#### DATASET ENTRIES:
____

#[cfg(test)]
mod tests {
    use super::*;
    use bs81x_core::{TouchDevice, TransportKind};
    use std::sync::atomic::{AtomicUsize, Ordering};

    fn write_of(data: &[u8]) -> BusTransaction {
        BusTransaction::Write {
            addr: DEFAULT_ADDRESS,
            data: data.to_vec(),
        }
    }

    #[test]
    fn test_bus_key_states() {
        let chip = DummyChip::new_default();
        let mut touch = TouchDevice::bus(chip.clone(), DEFAULT_ADDRESS);
        touch.begin().unwrap();

        chip.set_keys(0x00FF);
        assert_eq!(touch.key_states().unwrap().bits(), 0x00FF);

        chip.set_keys(0x0100);
        assert_eq!(touch.key_states().unwrap().bits(), 0x0100);
    }

    #[test]
    fn test_bus_key_states_reads_low_then_high() {
        let chip = DummyChip::new_default();
        let mut touch = TouchDevice::bus(chip.clone(), DEFAULT_ADDRESS);
        touch.key_states().unwrap();

        let log = chip.bus_log();
        assert_eq!(log.len(), 4);
        assert_eq!(log[0], write_of(&[0x08]));
        assert_eq!(log[2], write_of(&[0x09]));
        assert!(matches!(&log[1], BusTransaction::Read { data, .. } if data.len() == 1));
        assert!(matches!(&log[3], BusTransaction::Read { data, .. } if data.len() == 1));
    }

    #[test]
    fn test_bus_is_touched_single_bit() {
        let chip = DummyChip::new_default();
        chip.set_keys(0b0000_0100);
        let mut touch = TouchDevice::bus(chip, DEFAULT_ADDRESS);
        for key in 0..8 {
            assert_eq!(touch.is_touched(key).unwrap(), key == 2, "key {}", key);
        }
    }

    #[test]
    fn test_parallel_active_low() {
        let chip = DummyChip::with_wiring(DummyWiring::parallel(4));
        let pins = [Pin(0), Pin(1), Pin(2), Pin(3)];
        let mut touch = TouchDevice::parallel(chip.clone(), &pins, Pin(4)).unwrap();
        touch.begin().unwrap();

        assert!(!touch.is_touched(1).unwrap());
        chip.touch(1);
        assert!(touch.is_touched(1).unwrap());
        assert!(!touch.is_touched(0).unwrap());
        assert_eq!(touch.key_states().unwrap().bits(), 0);
    }

    #[test]
    fn test_touch_past_last_key_is_ignored() {
        let chip = DummyChip::new_default();
        chip.set_keys(0x8001);
        chip.touch(16);
        chip.release(200);
        assert_eq!(chip.keys(), 0x8001);

        chip.release(15);
        assert_eq!(chip.keys(), 0x0001);
    }

    #[test]
    fn test_wide_parallel_wiring_reads_released() {
        let mut chip = DummyChip::with_wiring(DummyWiring::parallel(20));
        chip.set_keys(0xFFFF);
        assert!(!DigitalIo::read(&mut chip, Pin(15)).unwrap());
        assert!(DigitalIo::read(&mut chip, Pin(18)).unwrap());

        // The driver still refuses more lines than the chip has keys
        assert!(matches!(
            chip.transport().err(),
            Some(Error::TooManyKeys { .. })
        ));
    }

    #[test]
    fn test_serial_scripted_bits() {
        let chip = DummyChip::with_wiring(DummyWiring::serial());
        let mut touch = TouchDevice::serial(chip.clone(), chip.clone(), Pin(0), Pin(1));
        touch.begin().unwrap();

        chip.script_serial_bits(&[1, 0, 1, 0, 0, 0, 0, 0]);
        assert_eq!(touch.key_states().unwrap().bits(), 0x0005);
        // Two 20 µs holds per bit
        assert_eq!(chip.elapsed_us(), 8 * 2 * 20);
        assert_eq!(chip.level(Pin(1)), Some(true));
    }

    #[test]
    fn test_serial_shifts_key_mask() {
        let chip = DummyChip::with_wiring(DummyWiring::serial());
        chip.set_keys(0x0093);
        let mut touch = TouchDevice::serial(chip.clone(), chip.clone(), Pin(0), Pin(1));
        touch.begin().unwrap();
        assert_eq!(touch.key_states().unwrap().bits(), 0x0093);

        // Upper keys do not fit in the serial frame
        chip.set_keys(0x1201);
        assert_eq!(touch.key_states().unwrap().bits(), 0x0001);
    }

    #[test]
    fn test_serial_rejects_is_touched() {
        let chip = DummyChip::with_wiring(DummyWiring::serial());
        let mut touch = TouchDevice::serial(chip.clone(), chip.clone(), Pin(0), Pin(1));
        assert_eq!(
            touch.is_touched(0),
            Err(Error::UnsupportedOperation {
                operation: "is_touched",
                transport: TransportKind::Serial,
            })
        );
        assert_eq!(chip.level(Pin(1)), None);
    }

    #[test]
    fn test_wakeup_enable_clears_bit7() {
        let chip = DummyChip::new(DummyConfig {
            option: 0xFF,
            ..Default::default()
        });
        let mut touch = TouchDevice::bus(chip.clone(), DEFAULT_ADDRESS);
        touch.set_wakeup_function(true).unwrap();
        assert_eq!(chip.register(0xB0), 0x7F);

        touch.set_wakeup_function(false).unwrap();
        assert_eq!(chip.register(0xB0), 0xFF);
    }

    #[test]
    fn test_sensitivity_write() {
        let chip = DummyChip::new_default();
        let mut touch = TouchDevice::bus(chip.clone(), DEFAULT_ADDRESS);
        touch.set_sensitivity(3, 0x20).unwrap();

        assert_eq!(chip.bus_log(), vec![write_of(&[0xB8, 0x20])]);
        assert_eq!(chip.register(0xB8), 0x20);
    }

    #[test]
    fn test_begin_twice_is_idempotent() {
        let chip = DummyChip::new_default();
        let mut touch = TouchDevice::bus(chip.clone(), DEFAULT_ADDRESS);
        touch.begin().unwrap();
        touch.begin().unwrap();
        assert_eq!(chip.bus_log(), vec![BusTransaction::Begin]);

        let chip = DummyChip::with_wiring(DummyWiring::serial());
        let mut touch = TouchDevice::serial(chip.clone(), chip.clone(), Pin(0), Pin(1));
        touch.begin().unwrap();
        let first = chip.pin_log();
        touch.begin().unwrap();
        assert_eq!(chip.pin_log(), first);
        assert_eq!(chip.pin_mode(Pin(0)), Some(PinMode::Input));
        assert_eq!(chip.pin_mode(Pin(1)), Some(PinMode::Output));

        let chip = DummyChip::with_wiring(DummyWiring::parallel(3));
        let pins = [Pin(0), Pin(1), Pin(2)];
        let mut touch = TouchDevice::parallel(chip.clone(), &pins, Pin(3)).unwrap();
        touch.begin().unwrap();
        touch.begin().unwrap();
        assert_eq!(
            chip.pin_log(),
            vec![
                (Pin(0), PinMode::Input),
                (Pin(1), PinMode::Input),
                (Pin(2), PinMode::Input),
                (Pin(3), PinMode::Output),
            ]
        );
    }

    #[test]
    fn test_wrong_address_is_nack() {
        let chip = DummyChip::new_default();
        let mut touch = TouchDevice::bus(chip, 0x51);
        assert_eq!(touch.key_states(), Err(Error::Bus(BusFault::Nack)));
    }

    #[test]
    fn test_nack_not_retried() {
        let chip = DummyChip::new_default();
        chip.set_nack(true);
        let mut touch = TouchDevice::bus(chip.clone(), DEFAULT_ADDRESS);
        assert!(touch.is_touched(0).is_err());
        assert!(chip.bus_log().is_empty());
    }

    #[test]
    fn test_stubs_do_not_touch_hardware() {
        let chip = DummyChip::new_default();
        let mut touch = TouchDevice::bus(chip.clone(), DEFAULT_ADDRESS);
        touch.enable_auto_calibration(true);
        touch.set_max_key_on_duration(64);
        assert!(chip.bus_log().is_empty());
    }

    static PARALLEL_EDGES: AtomicUsize = AtomicUsize::new(0);

    fn count_parallel_edge() {
        PARALLEL_EDGES.fetch_add(1, Ordering::SeqCst);
    }

    #[test]
    fn test_interrupt_on_signal_line() {
        let mut chip = DummyChip::with_wiring(DummyWiring::parallel(2));
        let touch = TouchDevice::parallel(chip.clone(), &[Pin(0), Pin(1)], Pin(2)).unwrap();
        touch
            .attach_interrupt_handler(&mut chip, count_parallel_edge)
            .unwrap();

        chip.touch(0);
        chip.touch(0);
        chip.release(0);
        assert_eq!(PARALLEL_EDGES.load(Ordering::SeqCst), 2);
    }

    static BUS_EDGES: AtomicUsize = AtomicUsize::new(0);

    fn count_bus_edge() {
        BUS_EDGES.fetch_add(1, Ordering::SeqCst);
    }

    #[test]
    fn test_interrupt_on_bus_needs_pin() {
        let mut chip = DummyChip::new(DummyConfig {
            interrupt_pin: Some(Pin(17)),
            ..Default::default()
        });
        let touch = TouchDevice::bus(chip.clone(), DEFAULT_ADDRESS);
        assert!(touch
            .attach_interrupt_handler(&mut chip, count_bus_edge)
            .is_err());

        let touch = touch.with_interrupt_pin(Pin(17));
        touch
            .attach_interrupt_handler(&mut chip, count_bus_edge)
            .unwrap();
        chip.touch(5);
        assert_eq!(BUS_EDGES.load(Ordering::SeqCst), 1);
        assert_eq!(chip.handler_count(), 1);
    }

    #[test]
    fn test_boxed_transport_matches_wiring() {
        for wiring in [
            DummyWiring::bus(),
            DummyWiring::serial(),
            DummyWiring::parallel(8),
        ] {
            let chip = DummyChip::with_wiring(wiring.clone());
            let transport = chip.transport().unwrap();
            let expected = match wiring {
                DummyWiring::Bus { .. } => TransportKind::Bus,
                DummyWiring::Serial { .. } => TransportKind::Serial,
                DummyWiring::Parallel { .. } => TransportKind::Parallel,
            };
            let mut touch = TouchDevice::new(transport);
            assert_eq!(touch.transport_kind(), expected);
            touch.begin().unwrap();
        }
    }

    #[test]
    fn test_parse_options() {
        let config = parse_options(&[]).unwrap();
        assert_eq!(config.wiring, DummyWiring::bus());
        assert_eq!(config.keys, 0);

        let config = parse_options(&[("transport", "parallel"), ("keycount", "4"), ("keys", "0x5")])
            .unwrap();
        assert_eq!(config.wiring, DummyWiring::parallel(4));
        assert_eq!(config.keys, 0x0005);

        let config = parse_options(&[("addr", "0x51"), ("irq", "7")]).unwrap();
        assert_eq!(config.wiring, DummyWiring::Bus { address: 0x51 });
        assert_eq!(config.interrupt_pin, Some(Pin(7)));
    }

    #[test]
    fn test_parse_options_rejects_bad_values() {
        assert!(parse_options(&[("transport", "spi")]).is_err());
        assert!(parse_options(&[("keycount", "17")]).is_err());
        assert!(parse_options(&[("keycount", "0")]).is_err());
        assert!(parse_options(&[("keys", "xyz")]).is_err());
        assert!(parse_options(&[("addr", "0x80")]).is_err());
    }
}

____

#### WORK TASK:
Spot the lines above that mention "DigitalIo" and copy them.

#### ANSWER:
        assert!(!DigitalIo::read(&mut chip, Pin(15)).unwrap());
        assert!(DigitalIo::read(&mut chip, Pin(18)).unwrap());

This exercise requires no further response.